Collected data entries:

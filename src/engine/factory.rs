//! Capability-probed engine selection

use super::{NativeEngine, RsyncEngine, SyncStrategy, RSYNC_PROGRAM};
use crate::process::{ExecutableLookup, PathLookup};

/// Pick the sync strategy for this host: the delegating engine when the
/// external tool is installed, the native engine otherwise.
///
/// The probe happens once per call; callers typically call this once per
/// process and reuse the returned strategy.
pub fn create() -> Box<dyn SyncStrategy> {
    create_with(&PathLookup)
}

/// Selection over an explicit lookup, the pure half of [`create`].
pub fn create_with(lookup: &dyn ExecutableLookup) -> Box<dyn SyncStrategy> {
    match lookup.locate(RSYNC_PROGRAM) {
        Some(program) => Box::new(RsyncEngine::new(program)),
        None => Box::new(NativeEngine::new()),
    }
}

#[cfg(test)]
mod tests {
    use super::*;
    use std::path::PathBuf;

    struct FixedLookup(Option<PathBuf>);

    impl ExecutableLookup for FixedLookup {
        fn locate(&self, _program: &str) -> Option<PathBuf> {
            self.0.clone()
        }
    }

    #[test]
    fn test_delegating_engine_when_tool_is_present() {
        let strategy = create_with(&FixedLookup(Some(PathBuf::from("/usr/bin/rsync"))));
        assert_eq!(strategy.name(), "rsync");
    }

    #[test]
    fn test_native_engine_when_tool_is_absent() {
        let strategy = create_with(&FixedLookup(None));
        assert_eq!(strategy.name(), "native");
    }

    #[test]
    fn test_create_returns_some_strategy() {
        let strategy = create();
        assert!(matches!(strategy.name(), "native" | "rsync"));
    }
}
//! Dependency-free mirroring engine

use super::{subtree_rel, SyncRequest, SyncStrategy};
use crate::finder::find_files;
use crate::fsops::{FsOps, StdFs};
use crate::types::{emit, ExclusionList, OutputChunk, OutputSink, SyncError};
use indicatif::HumanBytes;
use std::path::{Path, PathBuf};
use std::time::{Duration, Instant};

/// Mirrors the source tree onto the destination by walking both trees
/// itself: a deletion pass removes destination files with no source
/// counterpart, then a copy pass overwrites every source file into place.
///
/// Files are always fully overwritten; no modification-time or content
/// comparison is made, since for many-small-files workloads the comparison
/// cost rarely pays off.
///
/// When the trees are nested the engine excludes the inner tree from the
/// walk over the outer one, in both directions, so it never copies the
/// destination into itself or deletes the source out from under the copy.
#[derive(Debug, Clone, Default)]
pub struct NativeEngine<F: FsOps = StdFs> {
    fs: F,
}

impl NativeEngine {
    pub fn new() -> Self {
        Self { fs: StdFs }
    }
}

impl<F: FsOps> NativeEngine<F> {
    /// Engine over a substitute filesystem, for tests.
    pub fn with_fs(fs: F) -> Self {
        Self { fs }
    }

    fn delete_pass(
        &self,
        source: &Path,
        destination: &Path,
        source_abs: &str,
        destination_abs: &str,
        exclusions: &ExclusionList,
        sink: Option<&OutputSink>,
        deadline: &Deadline,
    ) -> Result<(), SyncError> {
        if self.fs.is_empty_dir(destination) {
            return Ok(());
        }

        let mut exclusions = exclusions.clone();
        // a source nested under the destination must never be a deletion
        // candidate
        if let Some(rel) = subtree_rel(destination_abs, source_abs) {
            exclusions.add(rel);
        }

        for relative in find_files(destination, &exclusions)? {
            deadline.check()?;
            if !self.fs.exists(&source.join(&relative)) {
                emit(
                    sink,
                    OutputChunk::stdout(format!("delete {}", relative.display())),
                );
                self.fs.remove(&destination.join(&relative))?;
            }
        }
        Ok(())
    }

    fn copy_pass(
        &self,
        source: &Path,
        destination: &Path,
        source_abs: &str,
        destination_abs: &str,
        exclusions: &ExclusionList,
        sink: Option<&OutputSink>,
        deadline: &Deadline,
    ) -> Result<(), SyncError> {
        let mut exclusions = exclusions.clone();
        // a destination nested under the source would otherwise be copied
        // into itself
        if let Some(rel) = subtree_rel(source_abs, destination_abs) {
            exclusions.add(rel);
        }

        for relative in find_files(source, &exclusions)? {
            deadline.check()?;
            let from = source.join(&relative);
            let to = destination.join(&relative);

            if self.fs.is_file(&from) {
                if let Some(parent) = to.parent() {
                    self.fs.mkdir(parent)?;
                }
                let bytes = self.fs.copy_file(&from, &to)?;
                emit(
                    sink,
                    OutputChunk::stdout(format!(
                        "copy {} ({})",
                        relative.display(),
                        HumanBytes(bytes)
                    )),
                );
            } else if self.fs.is_dir(&from) {
                self.fs.mkdir(&to)?;
            } else {
                return Err(SyncError::UnrecognizedEntry { path: from });
            }
        }
        Ok(())
    }
}

impl<F: FsOps + Send + Sync> SyncStrategy for NativeEngine<F> {
    fn sync(&self, request: &SyncRequest, sink: Option<&OutputSink>) -> Result<(), SyncError> {
        let source_abs = request.source.absolute();
        let destination_abs = request.destination.absolute();

        if source_abs == destination_abs {
            return Err(SyncError::SamePath {
                path: PathBuf::from(source_abs),
            });
        }

        let source = PathBuf::from(&source_abs);
        let destination = PathBuf::from(&destination_abs);

        if !self.fs.exists(&source) {
            return Err(SyncError::SourceMissing { path: source });
        }
        self.fs.mkdir(&destination)?;

        let deadline = Deadline::starting_now(request.timeout);
        self.delete_pass(
            &source,
            &destination,
            &source_abs,
            &destination_abs,
            &request.exclusions,
            sink,
            &deadline,
        )?;
        self.copy_pass(
            &source,
            &destination,
            &source_abs,
            &destination_abs,
            &request.exclusions,
            sink,
            &deadline,
        )
    }

    fn name(&self) -> &'static str {
        "native"
    }
}

/// Advisory wall-clock limit, fixed before the operation starts and checked
/// between per-file operations. An in-flight copy is never interrupted.
#[derive(Debug, Clone, Copy)]
struct Deadline {
    end: Option<(Instant, Duration)>,
}

impl Deadline {
    fn starting_now(limit: Option<Duration>) -> Self {
        Self {
            end: limit.map(|limit| (Instant::now() + limit, limit)),
        }
    }

    fn check(&self) -> Result<(), SyncError> {
        match self.end {
            Some((end, limit)) if Instant::now() >= end => Err(SyncError::Timeout { limit }),
            _ => Ok(()),
        }
    }
}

YOUR INSTRUCTIONS: Every record above needs to be given again exactly.

ANSWER SECTION:
filename src/engine/factory.rs
//! Capability-probed engine selection

use super::{NativeEngine, RsyncEngine, SyncStrategy, RSYNC_PROGRAM};
use crate::process::{ExecutableLookup, PathLookup};

/// Pick the sync strategy for this host: the delegating engine when the
/// external tool is installed, the native engine otherwise.
///
/// The probe happens once per call; callers typically call this once per
/// process and reuse the returned strategy.
pub fn create() -> Box<dyn SyncStrategy> {
    create_with(&PathLookup)
}

/// Selection over an explicit lookup, the pure half of [`create`].
pub fn create_with(lookup: &dyn ExecutableLookup) -> Box<dyn SyncStrategy> {
    match lookup.locate(RSYNC_PROGRAM) {
        Some(program) => Box::new(RsyncEngine::new(program)),
        None => Box::new(NativeEngine::new()),
    }
}

#[cfg(test)]
mod tests {
    use super::*;
    use std::path::PathBuf;

    struct FixedLookup(Option<PathBuf>);

    impl ExecutableLookup for FixedLookup {
        fn locate(&self, _program: &str) -> Option<PathBuf> {
            self.0.clone()
        }
    }

    #[test]
    fn test_delegating_engine_when_tool_is_present() {
        let strategy = create_with(&FixedLookup(Some(PathBuf::from("/usr/bin/rsync"))));
        assert_eq!(strategy.name(), "rsync");
    }

    #[test]
    fn test_native_engine_when_tool_is_absent() {
        let strategy = create_with(&FixedLookup(None));
        assert_eq!(strategy.name(), "native");
    }

    #[test]
    fn test_create_returns_some_strategy() {
        let strategy = create();
        assert!(matches!(strategy.name(), "native" | "rsync"));
    }
}
//! Dependency-free mirroring engine

use super::{subtree_rel, SyncRequest, SyncStrategy};
use crate::finder::find_files;
use crate::fsops::{FsOps, StdFs};
use crate::types::{emit, ExclusionList, OutputChunk, OutputSink, SyncError};
use indicatif::HumanBytes;
use std::path::{Path, PathBuf};
use std::time::{Duration, Instant};

/// Mirrors the source tree onto the destination by walking both trees
/// itself: a deletion pass removes destination files with no source
/// counterpart, then a copy pass overwrites every source file into place.
///
/// Files are always fully overwritten; no modification-time or content
/// comparison is made, since for many-small-files workloads the comparison
/// cost rarely pays off.
///
/// When the trees are nested the engine excludes the inner tree from the
/// walk over the outer one, in both directions, so it never copies the
/// destination into itself or deletes the source out from under the copy.
#[derive(Debug, Clone, Default)]
pub struct NativeEngine<F: FsOps = StdFs> {
    fs: F,
}

impl NativeEngine {
    pub fn new() -> Self {
        Self { fs: StdFs }
    }
}

impl<F: FsOps> NativeEngine<F> {
    /// Engine over a substitute filesystem, for tests.
    pub fn with_fs(fs: F) -> Self {
        Self { fs }
    }

    fn delete_pass(
        &self,
        source: &Path,
        destination: &Path,
        source_abs: &str,
        destination_abs: &str,
        exclusions: &ExclusionList,
        sink: Option<&OutputSink>,
        deadline: &Deadline,
    ) -> Result<(), SyncError> {
        if self.fs.is_empty_dir(destination) {
            return Ok(());
        }

        let mut exclusions = exclusions.clone();
        // a source nested under the destination must never be a deletion
        // candidate
        if let Some(rel) = subtree_rel(destination_abs, source_abs) {
            exclusions.add(rel);
        }

        for relative in find_files(destination, &exclusions)? {
            deadline.check()?;
            if !self.fs.exists(&source.join(&relative)) {
                emit(
                    sink,
                    OutputChunk::stdout(format!("delete {}", relative.display())),
                );
                self.fs.remove(&destination.join(&relative))?;
            }
        }
        Ok(())
    }

    fn copy_pass(
        &self,
        source: &Path,
        destination: &Path,
        source_abs: &str,
        destination_abs: &str,
        exclusions: &ExclusionList,
        sink: Option<&OutputSink>,
        deadline: &Deadline,
    ) -> Result<(), SyncError> {
        let mut exclusions = exclusions.clone();
        // a destination nested under the source would otherwise be copied
        // into itself
        if let Some(rel) = subtree_rel(source_abs, destination_abs) {
            exclusions.add(rel);
        }

        for relative in find_files(source, &exclusions)? {
            deadline.check()?;
            let from = source.join(&relative);
            let to = destination.join(&relative);

            if self.fs.is_file(&from) {
                if let Some(parent) = to.parent() {
                    self.fs.mkdir(parent)?;
                }
                let bytes = self.fs.copy_file(&from, &to)?;
                emit(
                    sink,
                    OutputChunk::stdout(format!(
                        "copy {} ({})",
                        relative.display(),
                        HumanBytes(bytes)
                    )),
                );
            } else if self.fs.is_dir(&from) {
                self.fs.mkdir(&to)?;
            } else {
                return Err(SyncError::UnrecognizedEntry { path: from });
            }
        }
        Ok(())
    }
}

impl<F: FsOps + Send + Sync> SyncStrategy for NativeEngine<F> {
    fn sync(&self, request: &SyncRequest, sink: Option<&OutputSink>) -> Result<(), SyncError> {
        let source_abs = request.source.absolute();
        let destination_abs = request.destination.absolute();

        if source_abs == destination_abs {
            return Err(SyncError::SamePath {
                path: PathBuf::from(source_abs),
            });
        }

        let source = PathBuf::from(&source_abs);
        let destination = PathBuf::from(&destination_abs);

        if !self.fs.exists(&source) {
            return Err(SyncError::SourceMissing { path: source });
        }
        self.fs.mkdir(&destination)?;

        let deadline = Deadline::starting_now(request.timeout);
        self.delete_pass(
            &source,
            &destination,
            &source_abs,
            &destination_abs,
            &request.exclusions,
            sink,
            &deadline,
        )?;
        self.copy_pass(
            &source,
            &destination,
            &source_abs,
            &destination_abs,
            &request.exclusions,
            sink,
            &deadline,
        )
    }

    fn name(&self) -> &'static str {
        "native"
    }
}

/// Advisory wall-clock limit, fixed before the operation starts and checked
/// between per-file operations. An in-flight copy is never interrupted.
#[derive(Debug, Clone, Copy)]
struct Deadline {
    end: Option<(Instant, Duration)>,
}

impl Deadline {
    fn starting_now(limit: Option<Duration>) -> Self {
        Self {
            end: limit.map(|limit| (Instant::now() + limit, limit)),
        }
    }

    fn check(&self) -> Result<(), SyncError> {
        match self.end {
            Some((end, limit)) if Instant::now() >= end => Err(SyncError::Timeout { limit }),
            _ => Ok(()),
        }
    }
}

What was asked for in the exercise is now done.